(SUPPLIED RECORDS)

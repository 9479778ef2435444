//! Common types shared across BlockVault crates.
//!
//! This crate provides the error taxonomy used throughout the workspace,
//! ensuring every component reports failures through one `Result` type.

pub mod error;

pub use error::{Error, Result};
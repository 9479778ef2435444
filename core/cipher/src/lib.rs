//! Streaming block cipher framework for BlockVault.
//!
//! This crate provides:
//! - Word-packed binary buffers with byte-precise significant lengths
//! - Incremental block buffering with chunk-size-independent output
//! - CBC chaining and PKCS#7 padding behind strategy traits
//! - OpenSSL-compatible key derivation and `Salted__` container framing
//! - Raw-key and password-based orchestration over any block primitive
//!
//! The raw block primitive is an external collaborator: anything
//! implementing [`CipherAlgorithm`] plugs into the full streaming, chaining,
//! padding, and serialization pipeline.
//!
//! # Security Guarantees
//! - Derived key material is zeroized on drop
//! - No key material or plaintext is ever logged
//! - Salt generation uses an injected secure randomness provider

pub mod buffer;
pub mod buffered;
pub mod cipher;
pub mod config;
pub mod encoding;
pub mod format;
pub mod kdf;
pub mod mode;
pub mod padding;
pub mod rng;
pub mod serializable;

#[cfg(test)]
pub(crate) mod testutil;

pub use blockvault_common::{Error, Result};

pub use buffer::WordBuffer;
pub use buffered::BlockBuffer;
pub use cipher::{BlockCipher, BlockTransform, CipherAlgorithm, Direction};
pub use config::CipherConfig;
pub use format::{CiphertextFormat, OpenSslFormat, ParsedCiphertext};
pub use kdf::{evp_kdf, DerivedKeyMaterial, HasherFactory, Kdf, OpenSslKdf, StreamingHasher};
pub use mode::{BlockMode, Cbc, ModeState};
pub use padding::{Padding, Pkcs7};
pub use rng::{OsRandom, SecureRandom};
pub use serializable::{
    decrypt, encrypt, CipherResult, CiphertextInput, KeyMaterial, PasswordBasedCipher,
    SerializableCipher,
};
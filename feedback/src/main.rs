mod config;
mod dispatch;

use crate::{config::FeedbackConfig, dispatch::Dispatcher};
use clap::Parser;
use std::{path::PathBuf, process::exit};
use tracing::error;
use tracing_subscriber::EnvFilter;

/// Queue the next round of prediction-driven simulations, with the
/// submission budget split evenly over the configured systems
#[derive(Parser, Debug)]
#[command(version, about)]
struct Cli {
    /// Total number of new submissions to request across all systems
    #[arg(default_value_t = 100)]
    submissions: u64,

    /// Path to the feedback configuration file
    #[arg(short, long, default_value = "feedback.yml")]
    config: PathBuf,
}

fn main() {
    tracing_subscriber::fmt()
        .with_env_filter(
            EnvFilter::try_from_default_env().unwrap_or_else(|_| EnvFilter::new("info")),
        )
        .init();

    let cli = Cli::parse();

    let config = match FeedbackConfig::load(&cli.config) {
        Ok(config) => config,
        Err(e) => {
            error!("Failed to load {}: {e}", cli.config.to_string_lossy());
            exit(1)
        }
    };

    if config.preflight_checks() {
        exit(1)
    }

    if Dispatcher::new(config).dispatch(cli.submissions).is_err() {
        exit(1)
    }
}
use crate::config::{FeedbackConfig, SchedulerConfig, SystemSpec, WorkflowConfig};
use itertools::Itertools;
use std::{
    process::{Command, ExitStatus},
    time::Instant,
};
use thiserror::Error;
use tracing::{debug, error, info, trace, warn};

#[derive(Error, Debug)]
pub enum DispatchError {
    #[error("Failed to spawn the workflow tool for {system}")]
    SpawnWorkflow {
        system: String,
        #[source]
        source: std::io::Error,
    },
    #[error("Workflow invocation for {system} exited with {status}")]
    WorkflowFailed { system: String, status: ExitStatus },
}

/// Evenly partition the submission budget over `n_systems`. Floor division,
/// the remainder is dropped rather than redistributed.
pub fn per_system_allocation(total: u64, n_systems: usize) -> u64 {
    if n_systems == 0 {
        // preflight rejects an empty system map before dispatch can run
        return 0;
    }
    total / n_systems as u64
}

/// A fully rendered workflow command line for one system
#[derive(Debug, Clone)]
pub struct WorkflowInvocation {
    pub system: String,
    pub args: Vec<String>,
}

impl WorkflowInvocation {
    /// Render the argument vector for one system. Every chemistry flag
    /// comes from that system's record alone, the trailing operational
    /// flags are shared across all invocations of a run.
    pub fn build(
        workflow: &WorkflowConfig,
        scheduler: &SchedulerConfig,
        name: &str,
        system: &SystemSpec,
        max_submit: u64,
    ) -> Self {
        let task = system.task.as_ref().unwrap_or(&workflow.task);

        let mut args = vec![
            String::from("--module"),
            workflow.module.clone(),
            task.clone(),
            String::from("--ads-list"),
            ads_list_literal(&system.adsorbates),
            String::from("--prediction-min"),
            system.prediction_min.to_string(),
            String::from("--prediction-max"),
            system.prediction_max.to_string(),
            String::from("--prediction-target"),
            system.prediction_target.to_string(),
            String::from("--predictions-location"),
            system.predictions.to_string_lossy().into_owned(),
            String::from("--priority"),
            system.priority.to_string(),
            String::from("--block"),
            system.block.clone(),
            String::from("--xc"),
            system.xc.clone(),
        ];

        if let Some(n_sigmas) = system.n_sigmas {
            args.push(String::from("--n-sigmas"));
            args.push(n_sigmas.to_string());
        }
        if let Some(max_atoms) = system.max_atoms {
            args.push(String::from("--max-atoms"));
            args.push(max_atoms.to_string());
        }

        args.push(String::from("--max-submit"));
        args.push(max_submit.to_string());

        if let Some(host) = &scheduler.host {
            args.push(String::from("--scheduler-host"));
            args.push(host.clone());
        }
        args.extend([
            String::from("--workers"),
            scheduler.workers.to_string(),
            String::from("--log-level"),
            scheduler.log_level.clone(),
            String::from("--worker-timeout"),
            scheduler.worker_timeout.to_string(),
        ]);

        Self {
            system: String::from(name),
            args,
        }
    }
}

// Luigi list parameters are JSON literals on the command line
fn ads_list_literal(adsorbates: &[String]) -> String {
    serde_json::to_string(adsorbates).unwrap()
}

/// Issues one workflow invocation per configured system, strictly in order
pub struct Dispatcher {
    config: FeedbackConfig,
}

impl Dispatcher {
    pub fn new(config: FeedbackConfig) -> Self {
        Self { config }
    }

    /// Split `total_submissions` over the configured systems and run the
    /// workflow tool once per system. Later systems still run when an
    /// earlier invocation fails; the last failure is returned once every
    /// system has been issued.
    pub fn dispatch(&self, total_submissions: u64) -> Result<(), DispatchError> {
        let total_systems = self.config.systems.len();
        let max_submit = per_system_allocation(total_submissions, total_systems);
        info!(
            "Splitting {total_submissions} submissions over {total_systems} systems, up to {max_submit} each"
        );

        let mut last_failure = None;
        for (processed, (name, system)) in self.config.systems.iter().enumerate() {
            if max_submit == 0 {
                warn!("Skipping {name}: the budget allocates no submissions to it");
                continue;
            }

            let invocation = WorkflowInvocation::build(
                &self.config.workflow,
                &self.config.scheduler,
                name,
                system,
                max_submit,
            );
            if let Err(e) = self.run(invocation) {
                error!("{e}");
                last_failure = Some(e);
            }
            info!("Done with {}/{total_systems}", processed + 1);
        }

        match last_failure {
            Some(e) => Err(e),
            None => Ok(()),
        }
    }

    fn run(&self, invocation: WorkflowInvocation) -> Result<(), DispatchError> {
        debug!(
            "Requesting submissions for {} with {} {}",
            invocation.system,
            self.config.workflow.exec.to_string_lossy(),
            invocation.args.iter().join(" ")
        );

        let start = Instant::now();
        let output = Command::new(&self.config.workflow.exec)
            .args(invocation.args.iter())
            .output()
            .map_err(|source| DispatchError::SpawnWorkflow {
                system: invocation.system.clone(),
                source,
            })?;
        let elapsed = start.elapsed();

        debug!(
            "Finished {} in {} ms | status: {}",
            invocation.system,
            elapsed.as_millis(),
            output.status.success()
        );
        trace!("Output: {}", String::from_utf8_lossy(&output.stdout));

        if output.status.success() {
            Ok(())
        } else {
            let stderr = String::from_utf8_lossy(&output.stderr);
            if !stderr.trim().is_empty() {
                warn!("Workflow tool stderr for {}: {}", invocation.system, stderr.trim());
            }
            Err(DispatchError::WorkflowFailed {
                system: invocation.system,
                status: output.status,
            })
        }
    }
}
// Tests for output target selection, rendering and writing

use webtraverser_core::OutputError;
use webtraverser_core::dot::to_dot;
use webtraverser_core::output::{OutputTarget, render_output, write_output};
use webtraverser_core::render::Renderer;
use webtraverser_scanner::graph::GraphSnapshot;
use webtraverser_scanner::{EdgeKind, GraphNode, WebGraph};
use std::path::PathBuf;
use tempfile::TempDir;

fn sample_graph() -> WebGraph {
    let mut graph = WebGraph::new();
    let home = graph.add_node(GraphNode::new("http://example.com", "Home", 0));
    let about = graph.add_node(GraphNode::new("http://example.com/about", "About", 1));
    graph.add_edge(home, about, EdgeKind::Anchor);
    graph
}

// ============================================================================
// Target Selection Tests
// ============================================================================

#[test]
fn test_target_stdout_marker() {
    assert_eq!(OutputTarget::from_path("-"), OutputTarget::Stdout);
    assert_eq!(OutputTarget::from_path("  -  "), OutputTarget::Stdout);
}

#[test]
fn test_target_svg_case_insensitive() {
    assert_eq!(
        OutputTarget::from_path("graph.SVG"),
        OutputTarget::Svg(PathBuf::from("graph.SVG"))
    );
}

#[test]
fn test_target_dot() {
    assert_eq!(
        OutputTarget::from_path(" out/graph.dot "),
        OutputTarget::Dot(PathBuf::from("out/graph.dot"))
    );
}

#[test]
fn test_target_json() {
    assert_eq!(
        OutputTarget::from_path("graph.json"),
        OutputTarget::Json(PathBuf::from("graph.json"))
    );
}

#[test]
fn test_target_unrecognized() {
    let target = OutputTarget::from_path("graph.png");
    assert_eq!(target, OutputTarget::Unrecognized("graph.png".to_string()));
    assert!(target.path().is_none());
}

// ============================================================================
// Rendering Tests
// ============================================================================

#[tokio::test]
async fn test_missing_renderer_is_invocation_error() {
    let renderer = Renderer::svg("webtraverser-no-such-renderer");
    let result = renderer.render("digraph web {}").await;

    assert!(matches!(result, Err(OutputError::RenderInvocation { .. })));
}

#[cfg(unix)]
#[tokio::test]
async fn test_renderer_receives_description_on_stdin() {
    let renderer = Renderer::new("cat", Vec::<String>::new());
    let description = to_dot(&sample_graph());

    let bytes = renderer.render(&description).await.unwrap();
    assert_eq!(bytes, description.as_bytes());
}

#[cfg(unix)]
#[tokio::test]
async fn test_failing_renderer_reports_stderr() {
    let renderer = Renderer::new("sh", ["-c", "cat > /dev/null; echo boom >&2; exit 3"]);
    let result = renderer.render("digraph web {}").await;

    match result {
        Err(OutputError::RendererFailed { stderr, status, .. }) => {
            assert_eq!(stderr, "boom");
            assert_eq!(status.code(), Some(3));
        }
        other => panic!("expected RendererFailed, got {:?}", other),
    }
}

#[cfg(unix)]
#[tokio::test]
async fn test_svg_target_goes_through_renderer() {
    let renderer = Renderer::new("sh", ["-c", "cat > /dev/null; printf '<svg/>'"]);
    let target = OutputTarget::Svg(PathBuf::from("graph.svg"));

    let bytes = render_output(&sample_graph(), &target, &renderer)
        .await
        .unwrap();
    assert_eq!(bytes, b"<svg/>");
}

#[tokio::test]
async fn test_dot_target_skips_renderer() {
    let renderer = Renderer::svg("webtraverser-no-such-renderer");
    let target = OutputTarget::Dot(PathBuf::from("graph.dot"));

    let bytes = render_output(&sample_graph(), &target, &renderer)
        .await
        .unwrap();
    assert_eq!(bytes, to_dot(&sample_graph()).into_bytes());
}

// ============================================================================
// Writing Tests
// ============================================================================

#[tokio::test]
async fn test_write_dot_file() {
    let dir = TempDir::new().unwrap();
    let path = dir.path().join("graph.dot");
    let target = OutputTarget::Dot(path.clone());

    write_output(&sample_graph(), &target, &Renderer::default())
        .await
        .unwrap();

    let written = std::fs::read_to_string(&path).unwrap();
    assert_eq!(written, to_dot(&sample_graph()));
}

#[tokio::test]
async fn test_write_overwrites_existing_file() {
    let dir = TempDir::new().unwrap();
    let path = dir.path().join("graph.dot");
    std::fs::write(&path, "old contents").unwrap();

    write_output(
        &sample_graph(),
        &OutputTarget::Dot(path.clone()),
        &Renderer::default(),
    )
    .await
    .unwrap();

    let written = std::fs::read_to_string(&path).unwrap();
    assert!(written.starts_with("digraph web {"));
}

#[tokio::test]
async fn test_write_json_snapshot() {
    let dir = TempDir::new().unwrap();
    let path = dir.path().join("graph.json");

    write_output(
        &sample_graph(),
        &OutputTarget::Json(path.clone()),
        &Renderer::default(),
    )
    .await
    .unwrap();

    let snapshot: GraphSnapshot =
        serde_json::from_str(&std::fs::read_to_string(&path).unwrap()).unwrap();
    assert_eq!(snapshot.nodes.len(), 2);
    assert_eq!(snapshot.nodes[1].url, "http://example.com/about");
    assert_eq!(snapshot.nodes[1].depth, 1);
    assert_eq!(snapshot.edges.len(), 1);
    assert_eq!(snapshot.edges[0].label, "a");
}

#[tokio::test]
async fn test_write_to_missing_directory_fails() {
    let dir = TempDir::new().unwrap();
    let path = dir.path().join("missing").join("graph.dot");

    let result = write_output(
        &sample_graph(),
        &OutputTarget::Dot(path.clone()),
        &Renderer::default(),
    )
    .await;

    match result {
        Err(OutputError::OutputWrite { path: failed, .. }) => assert_eq!(failed, path),
        other => panic!("expected OutputWrite, got {:?}", other),
    }
}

(End SUPPLIED RECORDS)

**WORK ORDER:** Retype the listing above, word for word, from its first line to the line containing "external collaborator: anything", both ends included.

**EXERCISE RESPONSE:**
repository 9479778ef2435444
//! Common types shared across BlockVault crates.
//!
//! This crate provides the error taxonomy used throughout the workspace,
//! ensuring every component reports failures through one `Result` type.

pub mod error;

pub use error::{Error, Result};
repository 9479778ef2435444
filename core/cipher/src/lib.rs
//! Streaming block cipher framework for BlockVault.
//!
//! This crate provides:
//! - Word-packed binary buffers with byte-precise significant lengths
//! - Incremental block buffering with chunk-size-independent output
//! - CBC chaining and PKCS#7 padding behind strategy traits
//! - OpenSSL-compatible key derivation and `Salted__` container framing
//! - Raw-key and password-based orchestration over any block primitive
//!
//! The raw block primitive is an external collaborator: anything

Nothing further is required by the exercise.